Was Newton the first (only?) to develop a method for finding square roots? What about cube roots and other roots? For those unfamiliar with the technique for finding square roots by hand, it resembles a long division problem, but the technique is not quite identical, of course. - Jinx
I’m sure this isn’t what you’re talking about, but you can use Newton’s Method to get the root to any old equation, including x[sup]2[/sup] - 5 = 0. I understand one of the ancient mathematical cultures, like the Babylonians, used what was effectively Newton’s Method for finding square roots.
And the Ancient Greeks used various geometrical methods to find square roots. For instance, if you have a line, you can easily construct the square of which that line is the diagonal.
Do you mean the Newton-Raphson iteration method?
Paradigm, Jinx means this process:
To find a = √b
a) Guess a.
b) Set a = (a + b/a)/2
c) Repeat step (b) until solved.
“Solved” usually means that the last iteration didn’t change the value of a at the precision being used.
Those are the steps involved in using NR to solve the problem. But that particular procedure for that particular problem predated calculus by millenia.
Yep that’s what I thought (he never mentioned Raphson, but I have heard the NR method called Newton’s method, so I was just being sure), in which case the root you find is not actually the real root, just an accurate estimate (how accurate depends on how many iterations of that you choose). So in effect it’s not exactly ‘solved’ mathematically, but for most practical purposes it is.
Oh, also it doesn’t always work…
Try doing it with y=x³+9-9x² And take your first guess to be either 1 or 4.7034
I’ll admit it, I intentionally made that so it would fail, but i’m sure there are other examples where it wouldn’t. But it works fine if you just take a different initial starting point.
Just for information, NR works by taking the point on the line and drawing its gradient to converge to the root, so you have to be careful to not miss any roots.
Btw Desmostylus, your method only works for x^1/2 because you’ve effectively fiddled it.
The real NR method is:
For y=f(x)
Guess a
a-(f(a)/f’(a))
Repeat
Yours works because d/dx(x^2) is (1/2)x^-1/2
Paradigm, I explained a simple point to you, i.e.:
“Do you mean the Newton-Raphson iteration method?”
You are a new member. Welcome aboard. You shouldn’t assume from the outset that you know more than any other given member. This sort of stuff:
doesn’t fly here.
Sorry man, I didn’t mean any disrespect 
All I meant was it was different to the version I was familiar with, and your method only worked for x^1/2 because it was just a manipulation of that method (which came first I honestly don’t know).

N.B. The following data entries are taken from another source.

//! Pool and bin wire types shared by the cache, the provider, and scoring.

use serde::{Deserialize, Serialize};

pub const WRAPPED_SOL_MINT: &str = "So11111111111111111111111111111111111111112";

#[derive(Debug, Clone, Serialize, Deserialize)]
pub struct PoolInfo {
    pub address: String,
    pub name: String,
    pub mint_x: String,
    pub mint_y: String,
    pub bin_step: u32,
    pub current_price: f64,
    pub liquidity: f64,
    pub volume_30m: f64,
    pub volume_1h: f64,
    pub volume_2h: f64,
    pub volume_4h: f64,
    pub volume_24h: f64,
    pub fees_30m: f64,
    pub fees_1h: f64,
    pub fees_24h: f64,
    pub apr: f64,
    #[serde(default)]
    pub is_blacklisted: bool,
}

#[derive(Debug, Clone, Copy, Serialize, Deserialize)]
pub struct ActiveBin {
    pub bin_id: i32,
    pub price: f64,
    /// true when derived from API price rather than read on-chain.
    #[serde(default)]
    pub synthetic: bool,
}

/// `binId = round(ln(price) / ln(1 + binStep/10000))`, the fallback used when
/// an on-chain bin read fails.
pub fn synthesize_bin(price: f64, bin_step: u32) -> ActiveBin {
    let step_factor = 1.0 + (bin_step as f64 / 10_000.0);
    let bin_id = if price > 0.0 && step_factor > 1.0 {
        (price.ln() / step_factor.ln()).round() as i32
    } else {
        0
    };
    ActiveBin { bin_id, price, synthetic: true }
}

#[derive(Debug, Clone, Copy, PartialEq, Eq, Serialize, Deserialize)]
#[serde(rename_all = "lowercase")]
pub enum ScoreClassification {
    Enter,
    Wait,
    Skip,
}

#[derive(Debug, Clone, Copy, Serialize, Deserialize)]
pub struct MarketScore {
    pub total: f64,
    pub classification: ScoreClassification,
}

#[cfg(test)]
mod tests {
    use super::*;

    #[test]
    fn test_synthesize_bin_matches_formula() {
        let bin = synthesize_bin(1.0, 10);
        // ln(1.0) == 0 regardless of bin step
        assert_eq!(bin.bin_id, 0);
        assert!(bin.synthetic);
    }

    #[test]
    fn test_synthesize_bin_above_one() {
        let bin = synthesize_bin(1.5, 25);
        let expected = (1.5_f64.ln() / 1.0025_f64.ln()).round() as i32;
        assert_eq!(bin.bin_id, expected);
    }
}
#[cfg(test)]
mod tests {
    use super::*;
    use async_trait::async_trait;

    struct NoopClient;

    #[async_trait]
    impl PoolApiClient for NoopClient {
        async fn list_pools(&self) -> AppResult<Vec<crate::market::types::PoolInfo>> {
            Ok(Vec::new())
        }
        async fn get_pool(&self, address: &str) -> AppResult<crate::market::types::PoolInfo> {
            Err(AppError::NotFound(address.to_string()))
        }
        async fn get_active_bin_onchain(&self, _address: &str) -> AppResult<crate::market::types::ActiveBin> {
            Err(AppError::ExternalUnavailable("noop".into()))
        }
    }

    fn test_orchestrator() -> Arc<BotOrchestrator> {
        let events = EventBus::new();
        let db = DbHandle::in_memory_for_tests().expect("in-memory db");
        BotOrchestrator::new(db, events, Arc::new(NoopClient), None)
    }

    #[tokio::test]
    async fn test_bot_lock_is_reused_across_calls() {
        let orchestrator = test_orchestrator();
        let lock_a = orchestrator.lock_for("bot-1");
        let lock_b = orchestrator.lock_for("bot-1");
        assert!(Arc::ptr_eq(&lock_a, &lock_b));
    }

    #[tokio::test]
    async fn test_distinct_bots_get_distinct_locks() {
        let orchestrator = test_orchestrator();
        let lock_a = orchestrator.lock_for("bot-1");
        let lock_b = orchestrator.lock_for("bot-2");
        assert!(!Arc::ptr_eq(&lock_a, &lock_b));
    }

    #[tokio::test]
    async fn test_recover_running_bots_is_noop_with_none_running() {
        let orchestrator = test_orchestrator();
        let recovered = orchestrator.recover_running_bots().await.unwrap();
        assert_eq!(recovered, 0);
    }

    #[tokio::test]
    async fn test_recover_running_bots_restarts_a_persisted_bot() {
        let orchestrator = test_orchestrator();
        let config_json = serde_json::json!({
            "scan_interval_seconds": 30,
            "position_size_lamports": 1_000_000,
            "max_concurrent_positions": 3,
            "take_profit_pct": 10.0,
            "stop_loss_pct": 5.0,
            "trailing_stop_pct": 3.0,
            "max_hold_seconds": 3600,
        })
        .to_string();
        orchestrator.db.insert_bot("bot-1", "user-1", "test bot", "rule_based", config_json).await.unwrap();
        orchestrator.db.set_bot_running("bot-1", true).await.unwrap();

        let recovered = orchestrator.recover_running_bots().await.unwrap();
        assert_eq!(recovered, 1);
        assert!(orchestrator.is_running("bot-1"));
    }

    #[tokio::test]
    async fn test_recover_running_bots_marks_unrecoverable_bot_as_errored() {
        let orchestrator = test_orchestrator();
        orchestrator.db.insert_bot("bot-1", "user-1", "test bot", "not_a_real_mode", "{}".to_string()).await.unwrap();
        orchestrator.db.set_bot_running("bot-1", true).await.unwrap();

        let recovered = orchestrator.recover_running_bots().await.unwrap();
        assert_eq!(recovered, 0);
        let row = orchestrator.db.get_bot_row("bot-1").unwrap().unwrap();
        assert!(!row.is_running);
        assert!(row.last_error.is_some());
    }
}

All I meant by ‘fiddle’ is a manipulation of something that makes it work in specific circumstances.
I don’t assume (to assume makes an ass out of u and me ;)) to be smarter than anyone, intelligence is an abstract concept, of course. Plus i’m only 18 and i’m sure there are many more experienced, wiser, and simply more intelligent people out there 
Maybe I should put a disclaimer at the bottom of my posts: ‘This post only opinion of poster, may not represent real fact’
Also, thx for the welcome, I am indeed new…

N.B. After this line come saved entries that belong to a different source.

use crate::errors::{AppError, AppResult};
use std::path::PathBuf;

#[derive(Debug, Clone, Copy, PartialEq, Eq)]
pub enum Environment {
    Development,
    Production,
    Test,
}

impl Environment {
    fn parse(s: &str) -> AppResult<Self> {
        match s {
            "development" => Ok(Environment::Development),
            "production" => Ok(Environment::Production),
            "test" => Ok(Environment::Test),
            other => Err(AppError::Config(format!("ENVIRONMENT: unknown value {other}"))),
        }
    }
}

#[derive(Debug, Clone)]
pub enum WalletKeySource {
    File(PathBuf),
    Base64(String),
}

/// Process-wide configuration, loaded once at startup. Missing or invalid
/// keys exit the process before anything else spins up.
#[derive(Debug, Clone)]
pub struct AppConfig {
    pub port: u16,
    pub environment: Environment,

    pub chain_network: String,
    pub chain_rpc_url: String,
    pub safe_wallet_program_id: String,

    pub access_token_secret: String,
    pub access_token_issuer: String,
    pub access_token_ttl: String,
    pub refresh_token_ttl: String,

    pub log_level: String,
    pub database_path: PathBuf,
    pub cors_origins: Vec<String>,

    pub pool_api_url: String,
    pub predictor_url: String,
    pub predictor_api_key: Option<String>,

    pub wallet_key_source: Option<WalletKeySource>,
}

impl AppConfig {
    pub fn from_env() -> AppResult<Self> {
        dotenvy::dotenv().ok();

        let environment = Environment::parse(&env_var_or("ENVIRONMENT", "development"))?;

        let port = env_var_or("PORT", "8080")
            .parse::<u16>()
            .map_err(|e| AppError::Config(format!("PORT: {e}")))?;

        let access_token_secret = env_var("ACCESS_TOKEN_SECRET")?;
        if access_token_secret.len() < 32 {
            return Err(AppError::Config("ACCESS_TOKEN_SECRET must be at least 32 characters".into()));
        }

        let cors_origins: Vec<String> = match environment {
            Environment::Production => {
                let raw = env_var("CORS_ORIGINS")?;
                raw.split(',').map(|s| s.trim().to_string()).filter(|s| !s.is_empty()).collect()
            }
            _ => env_var_or("CORS_ORIGINS", "*")
                .split(',')
                .map(|s| s.trim().to_string())
                .filter(|s| !s.is_empty())
                .collect(),
        };

        let wallet_key_source = match (std::env::var("WALLET_KEY_PATH"), std::env::var("WALLET_KEY_BASE64")) {
            (Ok(p), _) => Some(WalletKeySource::File(PathBuf::from(p))),
            (_, Ok(b)) => {
                use base64::Engine;
                base64::engine::general_purpose::STANDARD
                    .decode(&b)
                    .map_err(|e| AppError::Config(format!("WALLET_KEY_BASE64: {e}")))?;
                Some(WalletKeySource::Base64(b))
            }
            _ => None,
        };

        Ok(Self {
            port,
            environment,
            chain_network: env_var_or("CHAIN_NETWORK", "mainnet-beta"),
            chain_rpc_url: env_var("CHAIN_RPC_URL")?,
            safe_wallet_program_id: env_var_or("SAFE_WALLET_PROGRAM_ID", ""),
            access_token_secret,
            access_token_issuer: env_var_or("ACCESS_TOKEN_ISSUER", "dlmm-bot-orchestrator"),
            access_token_ttl: env_var_or("ACCESS_TOKEN_TTL", "15m"),
            refresh_token_ttl: env_var_or("REFRESH_TOKEN_TTL", "30d"),
            log_level: env_var_or("LOG_LEVEL", "info"),
            database_path: PathBuf::from(env_var_or("DATABASE_PATH", "data/bots.db")),
            cors_origins,
            pool_api_url: env_var_or("POOL_API_URL", "https://dlmm-api.example.com"),
            predictor_url: env_var_or("PREDICTOR_URL", "http://127.0.0.1:9100"),
            predictor_api_key: std::env::var("PREDICTOR_API_KEY").ok(),
            wallet_key_source,
        })
    }
}

fn env_var(key: &str) -> AppResult<String> {
    std::env::var(key).map_err(|_| AppError::Config(format!("missing env var: {key}")))
}

fn env_var_or(key: &str, default: &str) -> String {
    std::env::var(key).unwrap_or_else(|_| default.to_string())
}

#[cfg(test)]
mod tests {
    use super::*;

    #[test]
    fn test_environment_parse() {
        assert_eq!(Environment::parse("production").unwrap(), Environment::Production);
        assert!(Environment::parse("bogus").is_err());
    }
}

Guys, I’m not certain Jinx means what you think he means:
I’ve seen a method for computing square roots by hand which resembles long division, in that the digits of the square root are determined one at a time. It’s similar but not quite the same as Newton’s method of applying a->(a+b/a)/2 repeatedly. For one thing, the “long-division-like” method approaches the square root exclusively from below (just as long division approaches the quotient from below), whereas Newton’s method approaches the square root from both sides.

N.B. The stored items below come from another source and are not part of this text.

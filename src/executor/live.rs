//! Live trading backend. Every open/close routes through the wallet's chain
//! client; cryptographic signing and the on-chain instruction format are an
//! external collaborator's concern, not this crate's -- `ChainClient` models
//! only the contract the engine needs from it.

use std::collections::HashMap;
use std::sync::{Arc, Mutex};

use chrono::Utc;
use uuid::Uuid;

use crate::errors::{AppError, AppResult};
use crate::executor::{Executor, PerformanceSummary, PositionStatus, TrackedPosition};
use crate::safety::circuit_breaker::CircuitBreaker;
use crate::safety::emergency_stop::EmergencyStop;

const DUST_THRESHOLD_LAMPORTS: i64 = 1_000;

/// The on-chain side of opening/closing a DLMM position. A real
/// implementation signs and submits transactions through the wallet's RPC
/// client; tests and the simulation-to-live boundary use a fake.
#[async_trait::async_trait]
pub trait ChainClient: Send + Sync {
    async fn wallet_balance_lamports(&self) -> AppResult<i64>;

    async fn send_open_tx(
        &self,
        pool_address: &str,
        bin_id: i32,
        amount_x_lamports: i64,
        amount_y_lamports: i64,
    ) -> AppResult<OpenTxReceipt>;

    async fn send_close_tx(&self, position: &TrackedPosition) -> AppResult<CloseTxReceipt>;

    /// Swaps any dust left over from an uneven close back into the quote
    /// asset. Failures here are logged and swallowed -- leftover dust never
    /// blocks a close from completing.
    async fn swap_leftover(&self, mint: &str, amount_lamports: i64) -> AppResult<()>;
}

pub struct OpenTxReceipt {
    pub filled_amount_x_lamports: i64,
    pub filled_amount_y_lamports: i64,
    pub tx_fee_lamports: i64,
}

pub struct CloseTxReceipt {
    pub amount_x_lamports: i64,
    pub amount_y_lamports: i64,
    pub tx_fee_lamports: i64,
    pub fee_earned_lamports: i64,
    pub leftover_mint: Option<String>,
    pub leftover_amount_lamports: i64,
}

pub struct LiveExecutor {
    chain: Arc<dyn ChainClient>,
    emergency_stop: Arc<EmergencyStop>,
    circuit_breaker: Arc<CircuitBreaker>,
    positions: Mutex<HashMap<String, TrackedPosition>>,
}

impl LiveExecutor {
    pub fn new(chain: Arc<dyn ChainClient>, emergency_stop: Arc<EmergencyStop>, circuit_breaker: Arc<CircuitBreaker>) -> Self {
        Self { chain, emergency_stop, circuit_breaker, positions: Mutex::new(HashMap::new()) }
    }

    /// Gate order before any capital moves: emergency stop first (a halted
    /// bot never trades no matter the circuit breaker state), then the
    /// circuit breaker, then a live balance check.
    async fn check_gates(&self, pool_address: &str, requested_lamports: i64) -> AppResult<()> {
        if self.emergency_stop.is_halted() {
            return Err(AppError::SafetyHalt("emergency stop engaged".to_string()));
        }
        self.circuit_breaker
            .can_open(pool_address, requested_lamports)
            .map_err(AppError::SafetyHalt)?;

        let balance = self.chain.wallet_balance_lamports().await?;
        if balance < requested_lamports {
            return Err(AppError::BusinessRule(format!("wallet balance {balance} below requested {requested_lamports}")));
        }
        Ok(())
    }
}

#[async_trait::async_trait]
impl Executor for LiveExecutor {
    async fn open(
        &self,
        bot_id: &str,
        pool_address: &str,
        bin_id: i32,
        price_per_token: f64,
        amount_x_lamports: i64,
        amount_y_lamports: i64,
    ) -> AppResult<TrackedPosition> {
        let requested = amount_x_lamports + amount_y_lamports;
        if let Err(err) = self.check_gates(pool_address, requested).await {
            if matches!(err, AppError::ExternalUnavailable(_)) {
                self.emergency_stop.record_api_error();
            }
            return Err(err);
        }

        // Preserve the X:Y ratio when the chain fills less than requested --
        // a partial fill never leaves the position lopsided.
        let receipt = match self.chain.send_open_tx(pool_address, bin_id, amount_x_lamports, amount_y_lamports).await {
            Ok(receipt) => receipt,
            Err(err) => {
                self.emergency_stop.record_tx_failure();
                return Err(err);
            }
        };

        let ratio = if amount_x_lamports > 0 { amount_y_lamports as f64 / amount_x_lamports as f64 } else { 0.0 };
        let filled_x = receipt.filled_amount_x_lamports;
        let filled_y = if ratio > 0.0 { (filled_x as f64 * ratio) as i64 } else { receipt.filled_amount_y_lamports };

        let position = TrackedPosition {
            id: Uuid::new_v4().to_string(),
            bot_id: bot_id.to_string(),
            pool_address: pool_address.to_string(),
            status: PositionStatus::Active,
            entry_bin_id: bin_id,
            entry_price_per_token: price_per_token,
            entry_amount_x_lamports: filled_x,
            entry_amount_y_lamports: filled_y,
            entry_tx_fee_lamports: receipt.tx_fee_lamports,
            opened_at: Utc::now(),
            current_price_per_token: price_per_token,
            current_bin_id: bin_id,
            unrealized_pnl_lamports: 0,
            fee_earned_lamports: 0,
            exit_price_per_token: None,
            exit_amount_x_lamports: None,
            exit_amount_y_lamports: None,
            exit_tx_fee_lamports: None,
            realized_pnl_lamports: None,
            closed_at: None,
            close_reason: None,
        };

        self.positions.lock().unwrap().insert(position.id.clone(), position.clone());
        self.circuit_breaker.record_position_opened(pool_address, filled_x + filled_y);
        Ok(position)
    }

    async fn close(&self, position_id: &str, reason: &str) -> AppResult<TrackedPosition> {
        let position = {
            let positions = self.positions.lock().unwrap();
            positions.get(position_id).cloned().ok_or_else(|| AppError::NotFound(format!("position {position_id} not found")))?
        };
        if !position.status.can_transition_to(PositionStatus::Closing) {
            return Err(AppError::BusinessRule(format!("position {position_id} is not open")));
        }

        let receipt = match self.chain.send_close_tx(&position).await {
            Ok(receipt) => receipt,
            Err(err) => {
                self.emergency_stop.record_tx_failure();
                return Err(err);
            }
        };

        if let Some(mint) = &receipt.leftover_mint {
            if receipt.leftover_amount_lamports > DUST_THRESHOLD_LAMPORTS {
                if let Err(err) = self.chain.swap_leftover(mint, receipt.leftover_amount_lamports).await {
                    tracing::warn!(error = %err, %mint, "leftover swap failed, proceeding with close");
                }
            }
        }

        let fee_earned = receipt.fee_earned_lamports.max(position.fee_earned_lamports);
        let realized_pnl = (receipt.amount_x_lamports + receipt.amount_y_lamports + fee_earned)
            - (position.entry_amount_x_lamports + position.entry_amount_y_lamports)
            - position.entry_tx_fee_lamports
            - receipt.tx_fee_lamports;

        let mut positions = self.positions.lock().unwrap();
        let position = positions.get_mut(position_id).unwrap();
        position.status = PositionStatus::Closed;
        position.exit_amount_x_lamports = Some(receipt.amount_x_lamports);
        position.exit_amount_y_lamports = Some(receipt.amount_y_lamports);
        position.exit_tx_fee_lamports = Some(receipt.tx_fee_lamports);
        position.fee_earned_lamports = fee_earned;
        position.realized_pnl_lamports = Some(realized_pnl);
        position.exit_price_per_token = Some(position.current_price_per_token);
        position.closed_at = Some(Utc::now());
        position.close_reason = Some(reason.to_string());

        let closed = position.clone();
        drop(positions);
        self.circuit_breaker.record_position_closed(&closed.pool_address, closed.entry_amount_x_lamports + closed.entry_amount_y_lamports);
        Ok(closed)
    }

    async fn update(&self, position_id: &str, current_price_per_token: f64, current_bin_id: i32) -> AppResult<TrackedPosition> {
        let mut positions = self.positions.lock().unwrap();
        let position = positions.get_mut(position_id).ok_or_else(|| AppError::NotFound(format!("position {position_id} not found")))?;
        let notional = (position.entry_amount_x_lamports + position.entry_amount_y_lamports) as f64;
        let drift = if position.entry_price_per_token > 0.0 {
            (current_price_per_token - position.entry_price_per_token) / position.entry_price_per_token
        } else {
            0.0
        };
        position.current_price_per_token = current_price_per_token;
        position.current_bin_id = current_bin_id;
        position.unrealized_pnl_lamports = (notional * drift) as i64;
        Ok(position.clone())
    }

    async fn active_positions(&self, bot_id: &str) -> AppResult<Vec<TrackedPosition>> {
        let positions = self.positions.lock().unwrap();
        Ok(positions.values().filter(|p| p.bot_id == bot_id && p.status == PositionStatus::Active).cloned().collect())
    }

    async fn balance(&self, _bot_id: &str) -> AppResult<i64> {
        self.chain.wallet_balance_lamports().await
    }

    async fn performance_summary(&self, bot_id: &str) -> AppResult<PerformanceSummary> {
        let positions = self.positions.lock().unwrap();
        let mut summary = PerformanceSummary::default();
        for position in positions.values().filter(|p| p.bot_id == bot_id) {
            match position.status {
                PositionStatus::Active => {
                    summary.open_positions += 1;
                    summary.total_unrealized_pnl_lamports += position.unrealized_pnl_lamports;
                }
                PositionStatus::Closed => {
                    let pnl = position.realized_pnl_lamports.unwrap_or(0);
                    summary.total_realized_pnl_lamports += pnl;
                    if pnl >= 0 {
                        summary.win_count += 1;
                    } else {
                        summary.loss_count += 1;
                    }
                }
                _ => {}
            }
        }
        Ok(summary)
    }
}

#[cfg(test)]
mod tests {
    use super::*;
    use crate::safety::circuit_breaker::CircuitBreakerConfig;
    use crate::safety::emergency_stop::{EmergencyStopConfig, EmergencyStopState};

    struct FakeChain {
        balance: i64,
    }

    #[async_trait::async_trait]
    impl ChainClient for FakeChain {
        async fn wallet_balance_lamports(&self) -> AppResult<i64> {
            Ok(self.balance)
        }
        async fn send_open_tx(&self, _pool: &str, _bin: i32, x: i64, y: i64) -> AppResult<OpenTxReceipt> {
            Ok(OpenTxReceipt { filled_amount_x_lamports: x, filled_amount_y_lamports: y, tx_fee_lamports: 5_000 })
        }
        async fn send_close_tx(&self, position: &TrackedPosition) -> AppResult<CloseTxReceipt> {
            Ok(CloseTxReceipt {
                amount_x_lamports: position.entry_amount_x_lamports,
                amount_y_lamports: position.entry_amount_y_lamports,
                tx_fee_lamports: 5_000,
                fee_earned_lamports: 1_000,
                leftover_mint: None,
                leftover_amount_lamports: 0,
            })
        }
        async fn swap_leftover(&self, _mint: &str, _amount: i64) -> AppResult<()> {
            Ok(())
        }
    }

    fn executor(balance: i64) -> LiveExecutor {
        LiveExecutor::new(
            Arc::new(FakeChain { balance }),
            Arc::new(EmergencyStop::new(EmergencyStopConfig::default(), EmergencyStopState::default())),
            Arc::new(CircuitBreaker::new(CircuitBreakerConfig::default())),
        )
    }

    #[tokio::test]
    async fn test_open_rejects_when_balance_too_low() {
        let exec = executor(100);
        let result = exec.open("bot-1", "pool-1", 5, 1.0, 1_000_000, 1_000_000).await;
        assert!(result.is_err());
    }

    #[tokio::test]
    async fn test_open_then_close_records_trade_result() {
        let exec = executor(10_000_000_000);
        let position = exec.open("bot-1", "pool-1", 5, 1.0, 1_000_000, 1_000_000).await.unwrap();
        let closed = exec.close(&position.id, "take_profit").await.unwrap();
        assert_eq!(closed.status, PositionStatus::Closed);
        assert!(closed.realized_pnl_lamports.is_some());
    }

    #[tokio::test]
    async fn test_halted_emergency_stop_blocks_open() {
        let stop = Arc::new(EmergencyStop::new(EmergencyStopConfig::default(), EmergencyStopState::default()));
        stop.manual_trigger("test halt");
        let exec = LiveExecutor::new(
            Arc::new(FakeChain { balance: 10_000_000_000 }),
            stop,
            Arc::new(CircuitBreaker::new(CircuitBreakerConfig::default())),
        );
        let result = exec.open("bot-1", "pool-1", 5, 1.0, 1_000_000, 1_000_000).await;
        assert!(matches!(result, Err(AppError::SafetyHalt(_))));
    }
}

Unfortunately I don’t know the origin of the “long-division-like” method, but I wouldn’t be surprised to learn that it predates Newton. (I’ve never heard it referred to as “Newton’s method”, either.)
I do not think he does. Finding the square root by iterative successive approximations is not the same as the method which “resembles a long division problem”. They are two different methods.
BTW, in my implementation of the recursive algorithm I have never heard or used the “guess a number” to begin with. I used (1+ N/2) or some such.
I’ve a feeling I’ll be smacking my head in a mere moments, but how does this method give you the square root of anything?
Let y be length of diagonal.
Let x be length of side of square.
2x[sup]2[/sup] = y[sup]2[/sup]
From this, I don’t see a way to get to the square root of either x or y being equal to anything but something times the square root of y or x.
And what exactly would you call your starting point? Estimate? Starting Point, maybe. Guesstimate? :rolleyes:
The square root method resembling long division can be found here.
Newton Cracks Roots, and I Don’t Care,
Newton Cracks Roots, and I Don’t Care,
Newton Cracks Roots, and I Don’t Care,
I Can Solve Iteratively.
Yes, that is correct, Oribifold. If you want the square root of 18, for example, your first number in the solution will be the root of the closest square…I forget the exact method after this obvious step. I’ll see if I can locate it in a reference book. In any sense, I was taught it was developed by Newton.
FYI: No, this is not the same as the Newton-Raphson method of iterating to find roots to solve polynomials, but one might stem from the other, possibly?
I’ll look further into it, and post again ASAP…
- Jinx
I am not sure the meaning or purpose of your rolleyes. maybe my meaning wasn’t clear. i emant to say that in a practical implementation if the algorithm in a computer program “guess a number” (in other words, get a random number) is not the easiest or most effective way to do it and starting out doing it the way I said is easier and generally more effective. Does this deserve a rolleyes?
Newton’s method converges quadratically provided that the starting point (“guess”) is sufficiently close to the solution.
You inferred that “guess” meant “random number”.
I still don’t get the rolleyes but anyway, how do you implement in a real computer programing language the instruction “make a guess that is sufficiently close to the solution” in a manner that is simpler an more effective than what I proposed?
Right shift the exponent field.
“sufficiently close to the solution” has a precise meaning in terms of the convergence of Newton’s method. Look it up. :rolleyes: